= RECORD SET =
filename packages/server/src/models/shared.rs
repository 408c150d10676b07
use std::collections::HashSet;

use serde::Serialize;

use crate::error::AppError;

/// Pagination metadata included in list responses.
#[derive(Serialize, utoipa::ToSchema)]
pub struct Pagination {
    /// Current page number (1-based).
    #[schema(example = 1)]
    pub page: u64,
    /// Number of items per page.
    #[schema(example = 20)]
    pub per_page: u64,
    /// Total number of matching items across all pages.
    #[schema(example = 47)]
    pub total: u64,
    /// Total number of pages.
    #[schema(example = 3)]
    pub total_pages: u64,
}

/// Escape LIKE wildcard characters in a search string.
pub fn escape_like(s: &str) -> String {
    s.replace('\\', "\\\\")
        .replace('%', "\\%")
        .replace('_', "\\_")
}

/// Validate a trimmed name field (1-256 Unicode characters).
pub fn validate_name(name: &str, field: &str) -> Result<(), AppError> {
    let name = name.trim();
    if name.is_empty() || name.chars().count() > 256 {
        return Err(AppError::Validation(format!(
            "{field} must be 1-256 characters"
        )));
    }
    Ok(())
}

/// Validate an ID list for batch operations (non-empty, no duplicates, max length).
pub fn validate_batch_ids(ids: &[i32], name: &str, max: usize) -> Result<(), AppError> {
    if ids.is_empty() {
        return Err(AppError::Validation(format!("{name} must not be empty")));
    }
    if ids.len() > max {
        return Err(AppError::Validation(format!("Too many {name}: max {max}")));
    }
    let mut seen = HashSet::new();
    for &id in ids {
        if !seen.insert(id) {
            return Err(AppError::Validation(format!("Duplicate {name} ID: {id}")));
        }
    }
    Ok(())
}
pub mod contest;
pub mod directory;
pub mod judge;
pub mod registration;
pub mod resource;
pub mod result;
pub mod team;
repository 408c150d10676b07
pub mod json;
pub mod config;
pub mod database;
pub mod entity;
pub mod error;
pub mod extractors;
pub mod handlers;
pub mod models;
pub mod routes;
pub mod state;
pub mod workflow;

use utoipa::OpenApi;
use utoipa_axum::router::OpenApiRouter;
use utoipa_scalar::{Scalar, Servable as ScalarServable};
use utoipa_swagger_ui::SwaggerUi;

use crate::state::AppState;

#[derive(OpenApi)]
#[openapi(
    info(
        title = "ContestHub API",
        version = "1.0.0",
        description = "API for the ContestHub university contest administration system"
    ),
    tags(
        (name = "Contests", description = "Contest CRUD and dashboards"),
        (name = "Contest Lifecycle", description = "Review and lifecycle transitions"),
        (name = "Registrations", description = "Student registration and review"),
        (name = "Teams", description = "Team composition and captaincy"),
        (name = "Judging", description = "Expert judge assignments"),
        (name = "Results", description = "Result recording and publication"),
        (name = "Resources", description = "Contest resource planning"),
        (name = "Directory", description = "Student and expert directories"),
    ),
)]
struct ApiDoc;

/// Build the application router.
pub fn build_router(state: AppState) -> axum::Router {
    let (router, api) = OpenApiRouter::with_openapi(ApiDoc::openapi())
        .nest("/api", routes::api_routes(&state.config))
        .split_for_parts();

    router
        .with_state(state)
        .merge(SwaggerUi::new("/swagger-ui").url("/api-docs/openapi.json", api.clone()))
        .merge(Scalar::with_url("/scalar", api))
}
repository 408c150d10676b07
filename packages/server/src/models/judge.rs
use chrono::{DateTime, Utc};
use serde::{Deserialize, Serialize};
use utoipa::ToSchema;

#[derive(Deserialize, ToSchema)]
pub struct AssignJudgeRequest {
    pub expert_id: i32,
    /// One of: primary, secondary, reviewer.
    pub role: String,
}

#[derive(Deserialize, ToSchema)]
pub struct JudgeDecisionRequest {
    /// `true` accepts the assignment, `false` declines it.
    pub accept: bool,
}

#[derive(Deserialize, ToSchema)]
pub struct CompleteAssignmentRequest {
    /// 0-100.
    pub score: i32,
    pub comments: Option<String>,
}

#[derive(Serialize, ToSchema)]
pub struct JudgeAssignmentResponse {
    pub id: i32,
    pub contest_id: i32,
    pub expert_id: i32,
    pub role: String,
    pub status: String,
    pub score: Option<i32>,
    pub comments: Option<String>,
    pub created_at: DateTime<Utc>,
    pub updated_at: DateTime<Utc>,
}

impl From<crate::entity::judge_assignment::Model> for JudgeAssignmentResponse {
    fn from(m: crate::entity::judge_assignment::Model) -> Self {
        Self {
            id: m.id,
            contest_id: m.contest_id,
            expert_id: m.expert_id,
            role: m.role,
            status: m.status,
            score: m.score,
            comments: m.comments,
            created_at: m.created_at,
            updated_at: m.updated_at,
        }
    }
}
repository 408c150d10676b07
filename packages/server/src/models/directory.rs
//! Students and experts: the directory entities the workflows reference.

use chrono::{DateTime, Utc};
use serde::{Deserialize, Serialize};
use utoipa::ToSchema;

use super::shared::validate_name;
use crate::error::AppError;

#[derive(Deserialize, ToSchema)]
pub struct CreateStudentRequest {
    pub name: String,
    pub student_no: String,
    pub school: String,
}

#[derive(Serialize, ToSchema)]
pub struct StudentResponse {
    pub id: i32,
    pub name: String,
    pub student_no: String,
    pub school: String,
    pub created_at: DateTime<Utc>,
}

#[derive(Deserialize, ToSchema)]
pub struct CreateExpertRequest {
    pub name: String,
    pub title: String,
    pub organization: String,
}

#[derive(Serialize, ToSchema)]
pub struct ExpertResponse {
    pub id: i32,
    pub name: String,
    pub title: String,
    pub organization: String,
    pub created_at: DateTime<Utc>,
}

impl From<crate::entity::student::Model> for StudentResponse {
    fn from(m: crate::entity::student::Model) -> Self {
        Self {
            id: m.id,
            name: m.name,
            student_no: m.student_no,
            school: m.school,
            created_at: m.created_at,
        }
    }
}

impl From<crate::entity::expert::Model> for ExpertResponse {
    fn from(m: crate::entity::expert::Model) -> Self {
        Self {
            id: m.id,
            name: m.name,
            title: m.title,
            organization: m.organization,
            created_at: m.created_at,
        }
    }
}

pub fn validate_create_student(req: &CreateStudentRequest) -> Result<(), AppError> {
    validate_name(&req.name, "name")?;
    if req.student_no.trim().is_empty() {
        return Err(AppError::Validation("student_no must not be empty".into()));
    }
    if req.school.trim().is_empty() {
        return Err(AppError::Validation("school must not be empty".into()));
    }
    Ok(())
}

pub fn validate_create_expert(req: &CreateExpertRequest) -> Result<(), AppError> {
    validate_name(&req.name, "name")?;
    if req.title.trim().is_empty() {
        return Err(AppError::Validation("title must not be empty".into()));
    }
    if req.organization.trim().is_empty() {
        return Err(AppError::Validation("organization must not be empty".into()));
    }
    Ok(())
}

= TASK TO CARRY OUT =
Whenever a line of the material above contains the string "filename", copy that line out.

= EXERCISE OUTPUT =
filename packages/server/src/models/shared.rs
filename packages/server/src/models/judge.rs
filename packages/server/src/models/directory.rs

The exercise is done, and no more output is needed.